* _Problem details_:
From the first record to the last, write out each one exactly.

* _Records shown_:
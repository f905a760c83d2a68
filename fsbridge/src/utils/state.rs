use std::sync::Arc;

use crate::config::Config;

/// Shared, read-only state handed to every request.
///
/// Nothing in here is mutable: the bridge keeps no descriptor table or
/// session between requests.
#[derive(Clone, Debug)]
pub struct AppState {
    pub config: Arc<Config>,
}

impl AppState {
    pub fn new(config: Config) -> Self {
        AppState {
            config: Arc::new(config),
        }
    }
}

* _Answer below_:
repository f905a760c83d2a68
filename fsbridge/src/utils/state.rs
use std::sync::Arc;

use crate::config::Config;

/// Shared, read-only state handed to every request.
///
/// Nothing in here is mutable: the bridge keeps no descriptor table or
/// session between requests.
#[derive(Clone, Debug)]
pub struct AppState {
    pub config: Arc<Config>,
}

impl AppState {
    pub fn new(config: Config) -> Self {
        AppState {
            config: Arc::new(config),
        }
    }
}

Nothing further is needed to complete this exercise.